Goal of the exercise ▸ Could you write out the lines below exactly, beginning with the first and finishing with the one that contains "let trimmed = service_url.trim().trim_end_matches('/');"?

************

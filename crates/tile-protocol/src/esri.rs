//! Esri ArcGIS REST `export` requests.

use std::sync::Arc;

use tile_common::{tile_to_bbox, AxisOrder, BoundingBox, ConfigError, CrsCode, TileAddress};
use tracing::debug;

use crate::config::EsriLayerConfig;
use crate::source::{BuildOptions, RasterSource, SourceHandoff, TileSource};
use crate::url::{append_query, QueryParams};

/// `{service}/export`, tolerating a trailing slash or an `export` suffix already present.
pub fn export_endpoint(service_url: &str) -> String {
    let trimmed = service_url.trim().trim_end_matches('/');
    let base = trimmed.strip_suffix("/export").unwrap_or(trimmed);
    format!("{}/export", base)
}

/// The CRS whose math is used for tiles: geographic or Web Mercator.
fn tile_crs(cfg: &EsriLayerConfig) -> CrsCode {
    match cfg.crs.as_deref().map(CrsCode::parse) {
        Some(crs) if crs.is_geographic() => CrsCode::Epsg4326,
        _ => CrsCode::Epsg3857,
    }
}

fn export_params(cfg: &EsriLayerConfig, bbox: &BoundingBox, width: u32, height: u32) -> QueryParams {
    let crs = tile_crs(cfg);
    let mut params = QueryParams::new();
    params.push_raw("bbox", bbox.to_wms_string(AxisOrder::XY));
    if cfg.crs.is_some() {
        let sr = crs.epsg_code().unwrap_or(3857).to_string();
        params.push("bboxSR", sr.as_str()).push("imageSR", sr);
    }
    params
        .push("size", format!("{},{}", width, height))
        .push("format", cfg.format())
        .push("transparent", cfg.transparent().to_string())
        .push("f", "image");
    if let Some(layer_id) = cfg.layer_id.as_deref().filter(|l| !l.is_empty()) {
        params.push("layers", format!("show:{}", layer_id));
    }
    params
}

/// Build one export URL for a known bounding box.
pub fn export_url(
    cfg: &EsriLayerConfig,
    bbox: &BoundingBox,
    width: u32,
    height: u32,
) -> Result<String, ConfigError> {
    cfg.validate()?;
    let params = export_params(cfg, bbox, width, height);
    Ok(append_query(
        &export_endpoint(&cfg.service_url),
        &params.to_query_string(),
    ))
}

/// Esri export has no host-side bbox placeholder for `bboxSR`, so the source
/// always resolves per tile.
pub fn create_esri_source(
    cfg: &EsriLayerConfig,
    options: &BuildOptions,
) -> Result<SourceHandoff, ConfigError> {
    cfg.validate()?;

    let cfg_owned = cfg.clone();
    let endpoint = export_endpoint(&cfg.service_url);
    let crs = tile_crs(cfg);
    let tile_size = cfg.tile_size();
    let options = options.clone();
    debug!(layer = %cfg.common.id, endpoint = %endpoint, crs = %crs, "Built Esri export resolver");

    let tiles = TileSource::Dynamic(Arc::new(move |address: TileAddress| {
        let bbox = tile_to_bbox(address, &crs);
        let params = export_params(&cfg_owned, &bbox, tile_size, tile_size);
        options.apply(append_query(&endpoint, &params.to_query_string()))
    }));

    Ok(SourceHandoff::new(
        &cfg.common,
        RasterSource::from_tiles(tiles, tile_size, &cfg.common),
    ))
}

#[cfg(test)]
mod tests {
    use super::*;
    use crate::config::LayerCommon;

    fn cfg() -> EsriLayerConfig {
        EsriLayerConfig {
            common: LayerCommon::new("esri"),
            service_url: "https://gis.example.com/arcgis/rest/services/World/MapServer/".to_string(),
            ..Default::default()
        }
    }

    #[test]
    fn test_export_endpoint_normalization() {
        assert_eq!(
            export_endpoint("https://h/MapServer/"),
            "https://h/MapServer/export"
        );
        assert_eq!(
            export_endpoint("https://h/MapServer/export"),
            "https://h/MapServer/export"
        );
    }

    #[test]
    fn test_export_url_defaults() {
        let url = export_url(&cfg(), &BoundingBox::new(0.0, 0.0, 10.0, 10.0), 256, 256).unwrap();
        assert_eq!(
            url,
            "https://gis.example.com/arcgis/rest/services/World/MapServer/export\
             ?bbox=0,0,10,10&size=256,256&format=png32&transparent=true&f=image"
        );
    }

    #[test]
    fn test_sublayer_and_spatial_reference() {
        let mut c = cfg();
        c.layer_id = Some("3".to_string());
        c.crs = Some("EPSG:4326".to_string());
        let handoff = create_esri_source(&c, &BuildOptions::default()).unwrap();
        let url = handoff.tile_url(TileAddress::new(0, 0, 0)).unwrap();
        assert!(url.contains("bbox=-180,"), "{}", url);
        assert!(url.contains("bboxSR=4326&imageSR=4326"));
        assert!(url.ends_with("&layers=show:3"));
    }

    #[test]
    fn test_unrecognized_crs_uses_web_mercator() {
        let mut c = cfg();
        c.crs = Some("EPSG:2154".to_string());
        let handoff = create_esri_source(&c, &BuildOptions::default()).unwrap();
        let url = handoff.tile_url(TileAddress::new(0, 0, 0)).unwrap();
        assert!(url.contains("bbox=-20037508.34"), "{}", url);
        assert!(url.contains("bboxSR=3857"));
    }
}
//! Versioned persistence for raster layer configurations.
//!
//! Records are flat JSON objects tagged with `_version` and `_type`. Older
//! records are migrated forward step by step before their fields are
//! validated and the configuration is rebuilt.

pub mod envelope;
pub mod error;
pub mod fields;
pub mod migration;
pub mod persist;

pub use envelope::{kinds, CURRENT_SCHEMA_VERSION, MIN_SUPPORTED_VERSION};
pub use error::{ErrorCode, FieldError, PersistenceError, PersistenceWarning};
pub use migration::{MigrationRegistry, MigrationStep};
pub use persist::{
    from_persisted, from_persisted_with, persist_endpoint, restore_any, restore_any_with,
    to_persisted, Persist, Restored,
};
//! Choosing a matrix set, format, style and resource URL from capabilities.
//!
//! Each function is an ordered fallback chain: the first rule that matches
//! wins. They never perform I/O and are independent of each other.

use tile_common::crs::normalize_crs_identifier;
use tile_common::{CrsCode, TileMatrixSet};
use tracing::debug;

use crate::capabilities::{LayerCapability, ResourceUrlTemplate, StyleDescriptor};

/// Matrix set identifiers/CRSes tried, in order, when nothing matches the preferred CRS.
pub const WEB_MERCATOR_MATRIX_SETS: [&str; 5] = [
    "GoogleMapsCompatible",
    "EPSG:3857",
    "EPSG:900913",
    "EPSG:102113",
    "EPSG:102100",
];

/// Format preference used when the caller gives none.
pub const DEFAULT_FORMAT_PREFERENCE: [&str; 2] = ["image/png", "image/jpeg"];

/// Resource type of WMTS tile templates.
pub const TILE_RESOURCE_TYPE: &str = "tile";

#[derive(Debug, Clone, PartialEq)]
pub struct MatrixSetPreference {
    pub crs: String,
    pub well_known_scale_set: Option<String>,
}

impl Default for MatrixSetPreference {
    fn default() -> Self {
        Self {
            crs: "EPSG:3857".to_string(),
            well_known_scale_set: None,
        }
    }
}

/// Pick a matrix set identifier among those the layer links to.
///
/// 1. preferred CRS and well-known scale set both match
/// 2. preferred CRS matches
/// 3. a Web Mercator alias, in [`WEB_MERCATOR_MATRIX_SETS`] order
/// 4. the first link
///
/// Links whose definition is missing from `sets` can only win through rule 3
/// (by identifier) or rule 4.
pub fn select_matrix_set<'a>(
    layer: &'a LayerCapability,
    sets: &'a [TileMatrixSet],
    preference: &MatrixSetPreference,
) -> Option<&'a str> {
    let linked: Vec<(&'a str, Option<&'a TileMatrixSet>)> = layer
        .tile_matrix_set_links
        .iter()
        .map(|link| {
            (
                link.as_str(),
                sets.iter().find(|s| &s.identifier == link),
            )
        })
        .collect();
    let preferred_crs = CrsCode::parse(&preference.crs);

    let chosen = preference
        .well_known_scale_set
        .as_deref()
        .and_then(|wkss| {
            let wkss = wkss.to_ascii_lowercase();
            linked.iter().find(|(_, set)| {
                set.is_some_and(|s| {
                    s.crs() == preferred_crs
                        && s.well_known_scale_set
                            .as_deref()
                            .is_some_and(|w| w.to_ascii_lowercase().contains(&wkss))
                })
            })
        })
        .or_else(|| {
            linked
                .iter()
                .find(|(_, set)| set.is_some_and(|s| s.crs() == preferred_crs))
        })
        .or_else(|| {
            WEB_MERCATOR_MATRIX_SETS.iter().find_map(|alias| {
                linked.iter().find(|(id, set)| {
                    id.eq_ignore_ascii_case(alias)
                        || set.is_some_and(|s| normalize_crs_identifier(&s.supported_crs) == *alias)
                })
            })
        })
        .or_else(|| linked.first())
        .map(|(id, _)| *id);

    debug!(layer = %layer.identifier, matrix_set = ?chosen, "Selected matrix set");
    chosen
}

/// Pick a format: each preference in order (case-insensitive, substring
/// tolerant, so `image/png` matches `image/png; mode=8bit`), else the first advertised.
pub fn select_format<'a, S: AsRef<str>>(
    layer: &'a LayerCapability,
    preferred: &[S],
) -> Option<&'a str> {
    let chosen = preferred
        .iter()
        .find_map(|pref| {
            let pref = pref.as_ref().to_ascii_lowercase();
            layer
                .formats
                .iter()
                .find(|f| f.to_ascii_lowercase().contains(&pref))
        })
        .or_else(|| layer.formats.first())
        .map(String::as_str);

    debug!(layer = %layer.identifier, format = ?chosen, "Selected format");
    chosen
}

/// Pick a style: exact identifier, else the document default, else the first.
pub fn select_style<'a>(
    layer: &'a LayerCapability,
    preferred: Option<&str>,
) -> Option<&'a StyleDescriptor> {
    preferred
        .and_then(|p| layer.styles.iter().find(|s| s.identifier == p))
        .or_else(|| layer.styles.iter().find(|s| s.is_default))
        .or_else(|| layer.styles.first())
}

/// Pick a resource URL: exact resource type (matching `format` when given),
/// else any tile template, else the first entry.
pub fn select_resource_url<'a>(
    layer: &'a LayerCapability,
    resource_type: &str,
    format: Option<&str>,
) -> Option<&'a ResourceUrlTemplate> {
    let find = |t: &str, f: Option<&str>| {
        layer.resource_urls.iter().find(|r| {
            r.resource_type.eq_ignore_ascii_case(t)
                && f.map_or(true, |f| r.format.eq_ignore_ascii_case(f))
        })
    };

    format
        .and_then(|f| find(resource_type, Some(f)))
        .or_else(|| find(resource_type, None))
        .or_else(|| format.and_then(|f| find(TILE_RESOURCE_TYPE, Some(f))))
        .or_else(|| find(TILE_RESOURCE_TYPE, None))
        .or_else(|| layer.resource_urls.first())
}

************

Answer section ▸
filename crates/tile-protocol/src/esri.rs
//! Esri ArcGIS REST `export` requests.

use std::sync::Arc;

use tile_common::{tile_to_bbox, AxisOrder, BoundingBox, ConfigError, CrsCode, TileAddress};
use tracing::debug;

use crate::config::EsriLayerConfig;
use crate::source::{BuildOptions, RasterSource, SourceHandoff, TileSource};
use crate::url::{append_query, QueryParams};

/// `{service}/export`, tolerating a trailing slash or an `export` suffix already present.
pub fn export_endpoint(service_url: &str) -> String {
    let trimmed = service_url.trim().trim_end_matches('/');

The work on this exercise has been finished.